Stored data entries
□ □ □ □ □ □ □
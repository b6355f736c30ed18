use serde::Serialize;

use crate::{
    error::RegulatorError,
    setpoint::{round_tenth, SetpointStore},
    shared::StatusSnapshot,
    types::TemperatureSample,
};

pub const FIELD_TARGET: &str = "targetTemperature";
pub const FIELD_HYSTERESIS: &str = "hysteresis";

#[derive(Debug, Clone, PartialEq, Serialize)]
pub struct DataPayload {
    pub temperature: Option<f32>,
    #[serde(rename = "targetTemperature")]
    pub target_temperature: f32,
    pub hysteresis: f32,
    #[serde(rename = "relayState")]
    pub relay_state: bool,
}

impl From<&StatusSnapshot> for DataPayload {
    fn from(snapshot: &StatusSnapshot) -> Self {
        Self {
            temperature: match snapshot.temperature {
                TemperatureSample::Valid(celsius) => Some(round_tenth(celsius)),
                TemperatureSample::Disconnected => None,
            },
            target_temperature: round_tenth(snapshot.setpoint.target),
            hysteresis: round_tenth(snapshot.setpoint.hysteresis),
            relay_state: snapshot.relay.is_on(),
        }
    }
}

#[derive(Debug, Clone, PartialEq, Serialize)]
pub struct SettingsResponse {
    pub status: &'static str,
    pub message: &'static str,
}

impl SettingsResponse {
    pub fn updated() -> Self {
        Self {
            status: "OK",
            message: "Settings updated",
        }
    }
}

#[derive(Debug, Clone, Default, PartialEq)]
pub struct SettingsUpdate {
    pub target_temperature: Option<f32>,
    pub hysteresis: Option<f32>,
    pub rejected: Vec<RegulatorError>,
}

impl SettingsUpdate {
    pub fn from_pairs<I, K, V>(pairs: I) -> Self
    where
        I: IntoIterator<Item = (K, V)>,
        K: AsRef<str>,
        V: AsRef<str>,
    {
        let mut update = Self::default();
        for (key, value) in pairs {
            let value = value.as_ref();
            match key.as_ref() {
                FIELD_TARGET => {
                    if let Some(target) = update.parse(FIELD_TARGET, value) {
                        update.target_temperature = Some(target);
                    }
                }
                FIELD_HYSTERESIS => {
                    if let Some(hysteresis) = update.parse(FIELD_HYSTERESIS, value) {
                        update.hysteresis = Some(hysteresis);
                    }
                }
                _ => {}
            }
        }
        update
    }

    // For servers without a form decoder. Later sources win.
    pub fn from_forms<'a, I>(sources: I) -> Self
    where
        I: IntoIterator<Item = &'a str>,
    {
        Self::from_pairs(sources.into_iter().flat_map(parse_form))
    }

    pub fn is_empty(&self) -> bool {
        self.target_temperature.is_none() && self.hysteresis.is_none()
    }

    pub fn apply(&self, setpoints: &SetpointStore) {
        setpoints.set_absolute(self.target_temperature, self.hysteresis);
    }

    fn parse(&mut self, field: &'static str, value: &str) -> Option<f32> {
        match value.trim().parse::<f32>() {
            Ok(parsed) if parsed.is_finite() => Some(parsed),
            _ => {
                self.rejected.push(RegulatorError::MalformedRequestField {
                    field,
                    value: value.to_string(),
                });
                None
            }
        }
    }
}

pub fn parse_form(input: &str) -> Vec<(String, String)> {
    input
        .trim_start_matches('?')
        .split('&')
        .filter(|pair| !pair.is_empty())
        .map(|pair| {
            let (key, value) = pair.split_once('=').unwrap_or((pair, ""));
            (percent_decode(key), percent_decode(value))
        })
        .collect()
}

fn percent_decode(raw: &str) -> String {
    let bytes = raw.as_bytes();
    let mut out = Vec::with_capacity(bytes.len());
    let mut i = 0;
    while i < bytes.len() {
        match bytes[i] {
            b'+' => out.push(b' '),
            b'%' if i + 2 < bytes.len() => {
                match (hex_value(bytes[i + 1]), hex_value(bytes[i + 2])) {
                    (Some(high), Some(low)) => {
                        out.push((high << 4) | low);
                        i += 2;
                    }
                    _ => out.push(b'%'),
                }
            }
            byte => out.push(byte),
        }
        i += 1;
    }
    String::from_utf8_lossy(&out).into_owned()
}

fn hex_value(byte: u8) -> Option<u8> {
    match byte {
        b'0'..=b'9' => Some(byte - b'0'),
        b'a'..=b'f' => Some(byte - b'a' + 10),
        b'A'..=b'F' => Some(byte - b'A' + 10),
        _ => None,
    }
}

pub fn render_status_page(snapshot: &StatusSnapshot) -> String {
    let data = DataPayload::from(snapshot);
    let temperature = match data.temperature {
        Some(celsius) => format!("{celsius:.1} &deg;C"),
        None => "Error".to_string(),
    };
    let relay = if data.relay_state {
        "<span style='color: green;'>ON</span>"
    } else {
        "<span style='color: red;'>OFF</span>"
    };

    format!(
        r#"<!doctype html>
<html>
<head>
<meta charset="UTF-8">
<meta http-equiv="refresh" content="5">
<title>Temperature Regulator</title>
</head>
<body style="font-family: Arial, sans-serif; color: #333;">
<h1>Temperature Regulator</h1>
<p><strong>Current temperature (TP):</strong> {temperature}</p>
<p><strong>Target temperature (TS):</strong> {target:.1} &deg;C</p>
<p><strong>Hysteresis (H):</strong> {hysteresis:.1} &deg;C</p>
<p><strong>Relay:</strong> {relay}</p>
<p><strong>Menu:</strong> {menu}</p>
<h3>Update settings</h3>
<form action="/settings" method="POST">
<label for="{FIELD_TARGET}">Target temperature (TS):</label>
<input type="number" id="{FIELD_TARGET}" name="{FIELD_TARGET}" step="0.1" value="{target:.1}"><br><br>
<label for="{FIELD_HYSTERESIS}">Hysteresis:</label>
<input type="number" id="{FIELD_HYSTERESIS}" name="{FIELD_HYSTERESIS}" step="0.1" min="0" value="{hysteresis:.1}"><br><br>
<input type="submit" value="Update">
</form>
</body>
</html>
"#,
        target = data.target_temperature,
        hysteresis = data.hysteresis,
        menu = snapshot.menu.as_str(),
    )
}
□ □ □ □ □ □ □
From the entries above, copy each line that holds "span".

        "<span style='color: green;'>ON</span>"
        "<span style='color: red;'>OFF</span>"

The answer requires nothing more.